# Divided betta tank?



## Kazaloful2 (Sep 25, 2010)

Hello. This is my first post here. I wanted to get some advice on a divided betta tank.

I won't be starting this for a long time, but I definitely want to do it some day so I thought I would get an idea now.

I love bettas and I currently have one in a 5 gallon tank. It is really hard for me to just have one. Everytime I see them at the store I envision a tank with multiple bettas.

I was thinking a 20 long would be a good size? Divided up into 4 sections? Would this provide enough space for each fish or do you suggest something else?

What type of dividers are best? I want something sturdy that provides water flow.

I have no clue what filtration and heating would work the best? Would a canister filter with the intake on one side and outtake on the other work? I'm concerned about each fish getting enough water movement to keep the tank clean while not tossing around the fish in the outtake section.

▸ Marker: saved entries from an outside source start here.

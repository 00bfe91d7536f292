/// Number of vertices in the triangle strip that covers the target.
pub const FULL_SCREEN_VERTICES: u32 = 4;

/// Pipeline and bindings for a pass that covers the whole target.
pub struct FullScreenDraw<'a> {
    pub pipeline: &'a wgpu::RenderPipeline,
    pub bind_group: &'a wgpu::BindGroup,
}

/// Record a single render pass that clears `target` to black and draws the
/// full-screen strip, and finish the encoder.
pub fn record_full_screen_pass(
    device: &wgpu::Device,
    label: &str,
    target: &wgpu::TextureView,
    draw: FullScreenDraw<'_>,
) -> wgpu::CommandBuffer {
    let mut command_encoder = device.create_command_encoder(&wgpu::CommandEncoderDescriptor {
        label: Some(label),
    });

    command_encoder.push_debug_group(label);
    {
        let mut render_pass = command_encoder.begin_render_pass(&wgpu::RenderPassDescriptor {
            label: Some(label),
            color_attachments: &[Some(wgpu::RenderPassColorAttachment {
                view: target,
                resolve_target: None,
                ops: wgpu::Operations {
                    load: wgpu::LoadOp::Clear(wgpu::Color::BLACK),
                    store: true,
                },
            })],
            depth_stencil_attachment: None,
        });

        render_pass.set_pipeline(draw.pipeline);
        render_pass.set_bind_group(0, draw.bind_group, &[]);
        render_pass.draw(0..FULL_SCREEN_VERTICES, 0..1);
    }
    command_encoder.pop_debug_group();

    command_encoder.finish()
}
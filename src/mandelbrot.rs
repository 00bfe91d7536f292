//! Smooth-coloured Mandelbrot set with an animated hue.

use glam::{vec2, Vec2, Vec3};

use crate::{
    colour,
    complex::{self, Complex},
    screen::{self, Size},
    shader::PixelShader,
};

/// Half the height of the visible region of the complex plane on the shorter axis.
const PLANE_SCALE: f32 = 1.5;
const PLANE_CENTER: Vec2 = vec2(-0.5, 0.0);

/// Point on the complex plane for device coordinate `uv`.
pub fn plane_coordinate(uv: Vec2) -> Complex {
    let c = uv * PLANE_SCALE + PLANE_CENTER;
    Complex::new(c.x, c.y)
}

/// Colour of a single point on the complex plane at `time`. No gamma is applied.
pub fn evaluate_point(c: Complex, time: f32) -> Vec3 {
    let escape = complex::iterate(c, complex::MAX_ITERATIONS);
    colour::hue_colour(&escape, time)
}

#[derive(Clone, Copy, Debug, Default)]
pub struct Mandelbrot;

impl PixelShader for Mandelbrot {
    fn evaluate_pixel(&self, frag_coord: Vec2, viewport: Size, time: f32) -> Vec3 {
        let uv = screen::device_coordinate(frag_coord, viewport);
        evaluate_point(plane_coordinate(uv), time)
    }
}

#[cfg(test)]
mod tests {
    use super::*;

    #[test]
    fn viewport_center_is_plane_center() {
        assert_eq!(plane_coordinate(Vec2::ZERO), Complex::new(-0.5, 0.0));
    }

    #[test]
    fn main_cardioid_is_black_at_any_time() {
        let viewport = Size::new(800, 600);
        // uv = (-1/3, 0) maps to c = (-1, 0).
        let frag = vec2(300.0, 300.0);
        let c = plane_coordinate(screen::device_coordinate(frag, viewport));
        assert!((c.real + 1.0).abs() < 1e-6 && c.imaginary == 0.0);

        for time in [0.0, 1.5, 60.0, 3600.0] {
            assert_eq!(Mandelbrot.evaluate_pixel(frag, viewport, time), Vec3::ZERO);
        }
    }

    #[test]
    fn hue_changes_over_time_outside_the_set() {
        let c = Complex::new(0.5, 0.5);
        let early = evaluate_point(c, 0.0);
        let late = evaluate_point(c, 2.5);
        assert_ne!(early, Vec3::ZERO);
        assert!((early - late).length() > 1e-3);
        // A full hue turn takes ten seconds.
        assert!((early - evaluate_point(c, 10.0)).length() < 1e-3);
    }

    #[test]
    fn evaluation_is_repeatable() {
        let viewport = Size::new(1024, 768);
        let frag = vec2(12.5, 700.5);
        let first = Mandelbrot.evaluate_pixel(frag, viewport, 4.2);
        assert_eq!(first.to_array(), Mandelbrot.evaluate_pixel(frag, viewport, 4.2).to_array());
    }
}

Any information you have is appreciated.


----------



## snail (Aug 6, 2010)

I think water flow is a little tricky but not impossible to work out. Two good options are: 

1)Use some kind of mesh or or divider with holes in it to allow for flow. Some people have adapted mesh into a moss wall which also creates a visual barrier. 
How to Grow a Moss Wall, by Loh Kwek Leong
Just be careful there is no way they can squeeze through to the other side as some bettas will work really hard at it

2)Use solid dividers and put a small sponge filter in each tank. A sponge filter is run with an air pump and if the pump is powerful enough you can hook up multiple sponges.

Have you thought about a tank of female bettas? Some of them are very pretty and they can be kept together. Helpful tips on this here: Keeping Female Bettas Together | Healthy Betta


----------